According to him, hospitals have a tendency of recommending more tests to utilize the equipment they have, in some cases recommending CT scans where an X-ray machine would do. This tendency, he says, explains why an outpatient may be billed a significant amount for a common ailment.
“In most cases, we have over prescription of tests. A lot of times when you go for outpatient services they will say they’d want to admit you overnight for observation even when it is not necessary,” he says.
“The other problem is the diagnosis. One may have a fractured hand in which case an X-ray would be the best tool, which is cheaper. Some hospitals would, however, recommend a CT scan,” he adds.
Fluctuating medical costs, he adds, are another trigger of huge sums payable for outpatient services, which account for 60 per cent of medical insurance claims.
The changing costs have had serious consequences rising healthcare inflation to twelve per cent last year, double the general inflation rate of 5.7 per cent.
The double-digit inflation rate has resulted in a low penetration rate of about 2.7 per cent, amid cutthroat competition as players struggle to undercut rivals.
According to Shah, medical costs payable to hospitals have in some cases gone up by 30 per cent further compounding the financial risk covered by insurance companies.
“The major hospitals increase their rates two to three times a year yet insurance companies cannot increase premiums determined at the onset of a two-year contract with a client,” he says.
Fees charged by doctors have also contributed to high healthcare cost, according to Ashok, the other factors being the cost of prescription medicine and diagnosis.
“We would like to see the costs come down to a reasonable level so that we can afford to lower our premiums as insurance companies.”

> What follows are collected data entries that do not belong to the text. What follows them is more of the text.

use std::path::PathBuf;
use thiserror::Error;

use crate::table::Table;

pub type Result<T, E = SlcspError> = std::result::Result<T, E>;

/// The two failure classes a run can end with.
#[derive(Debug, Clone, Copy, PartialEq, Eq)]
pub enum ErrorKind {
    /// An input table could not be read or understood.
    Parse,
    /// The output table could not be written.
    Write,
}

#[derive(Debug, Error)]
pub enum SlcspError {
    #[error("failed to open {table} table at {}", .path.display())]
    Open {
        table: Table,
        path: PathBuf,
        #[source]
        source: csv::Error,
    },

    #[error("malformed {table} table near line {line}")]
    Parse {
        table: Table,
        line: u64,
        #[source]
        source: csv::Error,
    },

    #[error("{table} table has no `{column}` column")]
    MissingColumn { table: Table, column: &'static str },

    #[error("invalid rate `{value}` in {table} table at line {line}")]
    InvalidRate {
        table: Table,
        line: u64,
        value: String,
        #[source]
        source: rust_decimal::Error,
    },

    #[error("{table} loader did not complete")]
    Task {
        table: Table,
        #[source]
        source: tokio::task::JoinError,
    },

    #[error("failed to write output to {destination}")]
    Write {
        destination: String,
        #[source]
        source: std::io::Error,
    },
}

impl SlcspError {
    pub fn kind(&self) -> ErrorKind {
        match self {
            SlcspError::Write { .. } => ErrorKind::Write,
            _ => ErrorKind::Parse,
        }
    }

    /// Wrap a csv error raised while reading `table`, keeping the line it failed on.
    pub(crate) fn parse(table: Table, source: csv::Error) -> Self {
        let line = source.position().map(|p| p.line()).unwrap_or(0);
        SlcspError::Parse {
            table,
            line,
            source,
        }
    }
}
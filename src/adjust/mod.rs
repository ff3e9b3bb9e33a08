pub mod fragment_list;

pub use fragment_list::{FragmentList, ListFragment};

use crate::config::{AdjustConfig, NONSPEECH_REMOVE};
use crate::error::AlignError;
use crate::types::{Fragment, Interval};

/// Boundary adjustment algorithm with its resolved parameter.
#[derive(Debug, Clone, Copy, PartialEq)]
pub enum AdjustAlgorithm {
    Auto,
    Offset { value: f64 },
    Percent { value: f64 },
    AfterCurrent { value: f64 },
    BeforeNext { value: f64 },
    Rate { max_rate: f64, aggressive: bool },
}

/// Post-processes the raw DTW fragment boundaries.
///
/// Phase order: zero-length fixing, long-nonspeech injection, the
/// selected algorithm, then smoothing (pinning the list extremes to the
/// audio range and dropping nonspeech markers as configured). The
/// configuration is resolved before the first mutation, so a bad
/// parameter can never leave a partially adjusted list.
pub struct BoundaryAdjuster {
    config: AdjustConfig,
}

impl BoundaryAdjuster {
    pub fn new(config: AdjustConfig) -> Result<Self, AlignError> {
        config.validate()?;
        Ok(Self { config })
    }

    /// `time_values` holds the head begin, the `k + 1` raw boundaries and
    /// the audio end; `nonspeech` the masked intervals of the real wave.
    pub fn adjust(
        &self,
        fragments: &[Fragment],
        time_values: &[f64],
        nonspeech: &[Interval],
        window_shift: f64,
        audio_length: f64,
    ) -> Result<FragmentList, AlignError> {
        let algorithm = self.config.resolve_algorithm()?;
        let mut list = FragmentList::from_time_values(fragments, time_values)?;

        self.process_zero_length(&mut list, window_shift);
        self.process_long_nonspeech(&mut list, nonspeech);

        tracing::debug!(?algorithm, "adjusting boundaries");
        match algorithm {
            AdjustAlgorithm::Auto => {}
            AdjustAlgorithm::Offset { value } => list.offset(value),
            AdjustAlgorithm::Percent { value } => {
                // Interpolate from the raw boundary toward the next
                // speech onset: value 0 must be an exact no-op and value
                // 100 anchors at the nonspeech interval's end.
                self.adjust_on_nonspeech(&mut list, nonspeech, |end, nsi| {
                    end + (nsi.end - end) * value / 100.0
                });
            }
            AdjustAlgorithm::AfterCurrent { value } => {
                self.adjust_on_nonspeech(&mut list, nonspeech, |_, nsi| {
                    (nsi.begin + value.max(0.0)).min(nsi.end)
                });
            }
            AdjustAlgorithm::BeforeNext { value } => {
                self.adjust_on_nonspeech(&mut list, nonspeech, |_, nsi| {
                    (nsi.end - value.max(0.0)).max(nsi.begin)
                });
            }
            AdjustAlgorithm::Rate { max_rate, aggressive } => {
                self.apply_rate(&mut list, max_rate, aggressive);
            }
        }

        self.smooth(&mut list, audio_length);
        Ok(list)
    }

    fn process_zero_length(&self, list: &mut FragmentList, window_shift: f64) {
        if !self.config.no_zero {
            return;
        }
        // the effective duration is a whole number of window shifts
        let duration = (self.config.no_zero_duration / window_shift).ceil() * window_shift;
        let max_index = list.len() - 1;
        list.fix_zero_length_fragments(duration, 1, max_index);
        if list.has_zero_length_fragments(1, max_index) {
            tracing::warn!("fragment list still has zero-length fragments after fixing");
        }
    }

    fn process_long_nonspeech(&self, list: &mut FragmentList, nonspeech: &[Interval]) {
        let Some(ns_min) = self.config.nonspeech_min else {
            return;
        };
        let long: Vec<Interval> = nonspeech
            .iter()
            .filter(|i| i.length() >= ns_min)
            .copied()
            .collect();
        let max_index = list.len() - 1;
        let pairs: Vec<_> = list
            .fragments_ending_inside_nonspeech(&long, self.config.nonspeech_tolerance)
            .into_iter()
            .filter(|&(_, i)| i >= 1 && i < max_index)
            .collect();
        list.inject_nonspeech_fragments(&pairs);
    }

    /// Apply `new_time(current_end, nonspeech_interval)` to every
    /// boundary falling inside a nonspeech interval. An interval with two
    /// or more boundaries inside it is skipped, and the final boundary is
    /// never moved.
    fn adjust_on_nonspeech(
        &self,
        list: &mut FragmentList,
        nonspeech: &[Interval],
        new_time: impl Fn(f64, &Interval) -> f64,
    ) {
        let pairs = list.fragments_ending_inside_nonspeech(nonspeech, self.config.nonspeech_tolerance);
        for (nsi, index) in pairs {
            let value = new_time(list.get(index).interval.end, &nsi);
            list.move_transition_point(index, value);
        }
    }

    fn apply_rate(&self, list: &mut FragmentList, max_rate: f64, aggressive: bool) {
        let faster: Vec<usize> = list
            .regular_fragments()
            .filter(|(_, f)| f.rate().is_some_and(|r| r >= max_rate + 0.001))
            .map(|(i, _)| i)
            .collect();
        if faster.is_empty() {
            return;
        }
        tracing::warn!(
            fragments = ?faster,
            max_rate,
            "fragments exceed the maximum character rate"
        );
        for index in &faster {
            list.fix_fragment_rate(*index, max_rate, aggressive);
        }
        let still_faster: Vec<usize> = list
            .regular_fragments()
            .filter(|(_, f)| f.rate().is_some_and(|r| r >= max_rate + 0.001))
            .map(|(i, _)| i)
            .collect();
        if !still_faster.is_empty() {
            tracing::warn!(
                fragments = ?still_faster,
                max_rate,
                "fragments still exceed the maximum character rate after adjustment"
            );
        }
    }

    fn smooth(&self, list: &mut FragmentList, audio_length: f64) {
        list.pin_extremes(0.0, audio_length);
        let keep_markers = self
            .config
            .nonspeech_string
            .as_deref()
            .is_some_and(|s| s != NONSPEECH_REMOVE);
        list.remove_nonspeech_fragments(keep_markers);
    }
}
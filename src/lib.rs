pub mod adjust;
pub mod alignment;
pub mod config;
pub mod error;
pub mod features;
pub mod pipeline;
pub mod types;

pub use adjust::{AdjustAlgorithm, BoundaryAdjuster};
pub use alignment::dtw::{Distance, DtwAlgorithm};
pub use config::{AdjustConfig, AlignerConfig, DtwConfig, MaskConfig, MfccConfig};
pub use error::AlignError;
pub use features::{FeatureMatrix, MfccExtractor, MfccNormalization};
pub use pipeline::builder::SyncAlignerBuilder;
pub use pipeline::runtime::SyncAligner;
pub use pipeline::traits::{BoundaryPolicy, FeatureExtractor, SequenceAligner};
pub use types::{AlignmentInput, Fragment, FragmentKind, Interval, SyncMap, TimedFragment};
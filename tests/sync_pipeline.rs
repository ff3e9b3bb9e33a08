use approx::assert_abs_diff_eq;

use dtw_align_rs::{
    AdjustConfig, AlignError, AlignerConfig, AlignmentInput, DtwAlgorithm, DtwConfig, Fragment,
    SyncAlignerBuilder, SyncMap,
};

const SAMPLE_RATE: u32 = 16_000;

fn tone(seconds: f64, freq: f64) -> Vec<f64> {
    let len = (seconds * SAMPLE_RATE as f64) as usize;
    (0..len)
        .map(|i| (2.0 * std::f64::consts::PI * freq * i as f64 / SAMPLE_RATE as f64).sin() * 0.5)
        .collect()
}

/// Three distinct tones standing in for three spoken fragments.
fn three_fragment_input() -> AlignmentInput {
    let mut samples = tone(1.0, 220.0);
    samples.extend(tone(1.0, 440.0));
    samples.extend(tone(1.0, 880.0));
    AlignmentInput {
        sample_rate_hz: SAMPLE_RATE,
        synth_samples: samples.clone(),
        samples,
        fragments: vec![
            Fragment::new("f001", "the first fragment", 1.0),
            Fragment::new("f002", "the second fragment", 1.0),
            Fragment::new("f003", "the third fragment", 1.0),
        ],
    }
}

fn assert_contiguous(map: &SyncMap) {
    for w in map.fragments.windows(2) {
        assert_eq!(
            w[0].interval.end, w[1].interval.begin,
            "gap between {} and {}",
            w[0].id, w[1].id
        );
    }
}

#[test]
fn identical_waves_align_fragments_at_their_anchors() {
    let input = three_fragment_input();
    let map = SyncAlignerBuilder::new(AlignerConfig::default())
        .build()
        .unwrap()
        .align(&input)
        .unwrap();

    let regular: Vec<_> = map.regular_fragments().collect();
    assert_eq!(regular.len(), 3);
    assert_eq!(regular[0].id, "f001");
    // an identical pair of waves yields a diagonal path, so fragment
    // begins land within one window shift of the synthesized anchors
    assert_abs_diff_eq!(regular[1].interval.begin, 1.0, epsilon = 0.080);
    assert_abs_diff_eq!(regular[2].interval.begin, 2.0, epsilon = 0.080);
    assert_contiguous(&map);
}

#[test]
fn output_covers_the_whole_recording() {
    let input = three_fragment_input();
    let map = SyncAlignerBuilder::new(AlignerConfig::default())
        .build()
        .unwrap()
        .align(&input)
        .unwrap();
    let audio_length = input.samples.len() as f64 / SAMPLE_RATE as f64;
    assert_eq!(map.fragments.first().unwrap().interval.begin, 0.0);
    assert_eq!(map.fragments.last().unwrap().interval.end, audio_length);
    assert_contiguous(&map);
}

#[test]
fn alignment_is_deterministic() {
    let input = three_fragment_input();
    let aligner = SyncAlignerBuilder::new(AlignerConfig::default())
        .build()
        .unwrap();
    let first = aligner.align(&input).unwrap();
    let second = aligner.align(&input).unwrap();
    assert_eq!(first, second);
}

#[test]
fn exact_and_margin_agree_when_the_band_is_wide_enough() {
    let input = three_fragment_input();
    let exact = SyncAlignerBuilder::new(AlignerConfig {
        dtw: DtwConfig {
            algorithm: DtwAlgorithm::Exact,
            ..DtwConfig::default()
        },
        ..AlignerConfig::default()
    })
    .build()
    .unwrap()
    .align(&input)
    .unwrap();

    // 1 s of margin is 50 frames at the default 40 ms shift: narrower
    // than the 74-frame synth sequence, so this runs the banded
    // algorithm rather than falling back to exact
    let margin = SyncAlignerBuilder::new(AlignerConfig {
        dtw: DtwConfig {
            algorithm: DtwAlgorithm::Margin,
            margin: 1.0,
            ..DtwConfig::default()
        },
        ..AlignerConfig::default()
    })
    .build()
    .unwrap()
    .align(&input)
    .unwrap();

    assert_eq!(exact, margin);
}

#[test]
fn empty_audio_is_an_invalid_audio_error() {
    let mut input = three_fragment_input();
    input.samples.clear();
    let err = SyncAlignerBuilder::new(AlignerConfig::default())
        .build()
        .unwrap()
        .align(&input)
        .unwrap_err();
    assert!(matches!(err, AlignError::InvalidAudio { .. }));
}

#[test]
fn rate_adjustment_preserves_contiguity() {
    let mut input = three_fragment_input();
    // make the middle fragment far too dense for its interval
    input.fragments[1].text = "x".repeat(200);
    let config = AlignerConfig {
        adjust: AdjustConfig {
            algorithm: "rate".to_string(),
            value: Some(14.0),
            ..AdjustConfig::default()
        },
        ..AlignerConfig::default()
    };
    let map = SyncAlignerBuilder::new(config)
        .build()
        .unwrap()
        .align(&input)
        .unwrap();
    assert_eq!(map.regular_fragments().count(), 3);
    assert_contiguous(&map);
}

#[test]
fn percent_zero_matches_auto_output() {
    let input = three_fragment_input();
    let auto = SyncAlignerBuilder::new(AlignerConfig::default())
        .build()
        .unwrap()
        .align(&input)
        .unwrap();
    let percent_zero = SyncAlignerBuilder::new(AlignerConfig {
        adjust: AdjustConfig {
            algorithm: "percent".to_string(),
            value: Some(0.0),
            ..AdjustConfig::default()
        },
        ..AlignerConfig::default()
    })
    .build()
    .unwrap()
    .align(&input)
    .unwrap();
    assert_eq!(auto, percent_zero);
}

#[test]
fn config_round_trips_through_json() {
    let json = r#"{
        "mfcc": { "window_length": 0.100, "window_shift": 0.040 },
        "dtw": { "algorithm": "margin", "margin": 10.0 },
        "adjust": { "algorithm": "offset", "value": 0.1 }
    }"#;
    let config: AlignerConfig = serde_json::from_str(json).unwrap();
    let map = SyncAlignerBuilder::new(config)
        .build()
        .unwrap()
        .align(&three_fragment_input())
        .unwrap();
    assert_eq!(map.regular_fragments().count(), 3);
    assert_contiguous(&map);
}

The insurance industry has also been faced with an increase in fraudulent requisitions with claims processed steadily increasing over the past few years.
In 2017 for instance, the industry reimbursed claims worth Sh56.2 billion, an upward of Sh1.4 billion compared to Sh54.9 billion paid in 2016.
The Ministry of Health recently adopted recommendations by Kenya Medical Practitioners and Dentist Board which will see fees charged by medical practitioners and dentists reviewed downward by 20 per cent, in a bid to lower medical costs.